◆ REQUIREMENT ◆
Check every line below for the word "configuration" and give only the number of lines where it appears.

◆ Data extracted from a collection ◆
BEGIN
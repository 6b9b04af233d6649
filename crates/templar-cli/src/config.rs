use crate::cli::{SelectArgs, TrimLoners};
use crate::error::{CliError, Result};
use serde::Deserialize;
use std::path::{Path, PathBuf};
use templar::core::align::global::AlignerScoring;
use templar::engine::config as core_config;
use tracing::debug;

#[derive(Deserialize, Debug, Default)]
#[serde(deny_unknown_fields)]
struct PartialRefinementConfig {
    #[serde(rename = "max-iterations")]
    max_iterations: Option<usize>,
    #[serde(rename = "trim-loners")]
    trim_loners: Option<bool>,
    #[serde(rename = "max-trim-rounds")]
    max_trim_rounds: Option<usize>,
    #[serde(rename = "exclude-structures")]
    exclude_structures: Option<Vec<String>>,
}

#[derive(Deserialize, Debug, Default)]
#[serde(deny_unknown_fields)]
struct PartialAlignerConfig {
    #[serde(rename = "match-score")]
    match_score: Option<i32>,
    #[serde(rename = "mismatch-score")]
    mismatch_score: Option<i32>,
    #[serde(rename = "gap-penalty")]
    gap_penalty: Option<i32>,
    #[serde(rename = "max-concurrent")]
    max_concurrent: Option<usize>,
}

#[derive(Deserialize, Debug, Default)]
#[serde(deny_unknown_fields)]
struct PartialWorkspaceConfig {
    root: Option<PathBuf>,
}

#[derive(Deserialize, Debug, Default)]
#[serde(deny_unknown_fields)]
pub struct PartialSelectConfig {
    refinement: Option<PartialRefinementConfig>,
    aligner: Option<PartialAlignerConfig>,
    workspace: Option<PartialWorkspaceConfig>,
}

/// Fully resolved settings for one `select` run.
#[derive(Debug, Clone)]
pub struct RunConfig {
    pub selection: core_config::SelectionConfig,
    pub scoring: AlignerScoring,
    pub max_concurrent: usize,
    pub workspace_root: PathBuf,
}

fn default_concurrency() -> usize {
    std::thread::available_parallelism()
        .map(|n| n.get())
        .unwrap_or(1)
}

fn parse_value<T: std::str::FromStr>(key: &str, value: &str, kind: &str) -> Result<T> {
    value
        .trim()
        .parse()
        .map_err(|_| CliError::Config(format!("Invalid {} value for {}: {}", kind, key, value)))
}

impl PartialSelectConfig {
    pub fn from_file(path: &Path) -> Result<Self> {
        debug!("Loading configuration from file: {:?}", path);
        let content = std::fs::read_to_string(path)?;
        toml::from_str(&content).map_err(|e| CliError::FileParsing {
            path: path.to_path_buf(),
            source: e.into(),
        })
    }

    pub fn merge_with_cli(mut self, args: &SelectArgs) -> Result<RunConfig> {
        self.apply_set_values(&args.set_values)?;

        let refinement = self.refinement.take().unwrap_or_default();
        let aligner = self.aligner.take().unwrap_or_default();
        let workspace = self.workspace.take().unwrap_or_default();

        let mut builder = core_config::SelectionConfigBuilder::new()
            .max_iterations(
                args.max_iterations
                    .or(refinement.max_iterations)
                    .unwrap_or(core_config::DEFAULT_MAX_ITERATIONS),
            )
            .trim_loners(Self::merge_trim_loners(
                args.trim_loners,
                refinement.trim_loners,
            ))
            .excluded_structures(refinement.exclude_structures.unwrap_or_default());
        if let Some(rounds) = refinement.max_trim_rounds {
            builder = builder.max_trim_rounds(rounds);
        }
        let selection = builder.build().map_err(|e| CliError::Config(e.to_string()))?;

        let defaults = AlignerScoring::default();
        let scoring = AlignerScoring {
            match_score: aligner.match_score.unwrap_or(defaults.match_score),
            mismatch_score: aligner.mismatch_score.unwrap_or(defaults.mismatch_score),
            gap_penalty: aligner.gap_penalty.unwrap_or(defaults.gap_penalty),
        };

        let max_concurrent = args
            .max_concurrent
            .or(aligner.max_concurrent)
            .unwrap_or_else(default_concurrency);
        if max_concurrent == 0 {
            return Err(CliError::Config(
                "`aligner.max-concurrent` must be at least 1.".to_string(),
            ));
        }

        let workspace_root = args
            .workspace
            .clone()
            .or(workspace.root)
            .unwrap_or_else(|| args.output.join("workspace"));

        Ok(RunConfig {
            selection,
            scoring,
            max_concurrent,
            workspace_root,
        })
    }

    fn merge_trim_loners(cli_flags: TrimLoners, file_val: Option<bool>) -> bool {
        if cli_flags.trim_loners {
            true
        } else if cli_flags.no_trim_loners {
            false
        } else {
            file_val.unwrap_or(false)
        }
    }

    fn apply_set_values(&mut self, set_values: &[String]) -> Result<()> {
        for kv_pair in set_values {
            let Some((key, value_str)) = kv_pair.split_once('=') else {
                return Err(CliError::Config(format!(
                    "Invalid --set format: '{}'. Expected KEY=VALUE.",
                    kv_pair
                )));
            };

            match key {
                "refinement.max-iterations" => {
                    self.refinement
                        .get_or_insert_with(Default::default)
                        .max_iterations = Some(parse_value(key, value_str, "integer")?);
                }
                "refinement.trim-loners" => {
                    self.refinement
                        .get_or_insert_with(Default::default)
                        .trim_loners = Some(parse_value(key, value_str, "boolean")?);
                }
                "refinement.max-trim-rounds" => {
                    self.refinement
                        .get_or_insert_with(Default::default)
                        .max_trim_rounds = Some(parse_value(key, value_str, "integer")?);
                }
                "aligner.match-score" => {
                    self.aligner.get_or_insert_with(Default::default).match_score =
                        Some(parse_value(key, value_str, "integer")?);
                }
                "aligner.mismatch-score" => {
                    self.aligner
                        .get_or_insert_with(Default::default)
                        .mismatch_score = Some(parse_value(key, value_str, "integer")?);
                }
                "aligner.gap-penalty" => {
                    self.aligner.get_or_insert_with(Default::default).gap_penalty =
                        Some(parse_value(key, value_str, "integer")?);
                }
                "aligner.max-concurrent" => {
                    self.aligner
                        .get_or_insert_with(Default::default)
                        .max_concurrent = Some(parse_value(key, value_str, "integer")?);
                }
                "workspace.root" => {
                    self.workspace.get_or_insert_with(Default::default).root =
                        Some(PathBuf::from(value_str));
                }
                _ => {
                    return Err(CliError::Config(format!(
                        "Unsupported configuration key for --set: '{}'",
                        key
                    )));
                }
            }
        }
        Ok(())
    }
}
END
◆ YOUR RESPONSE ◆
2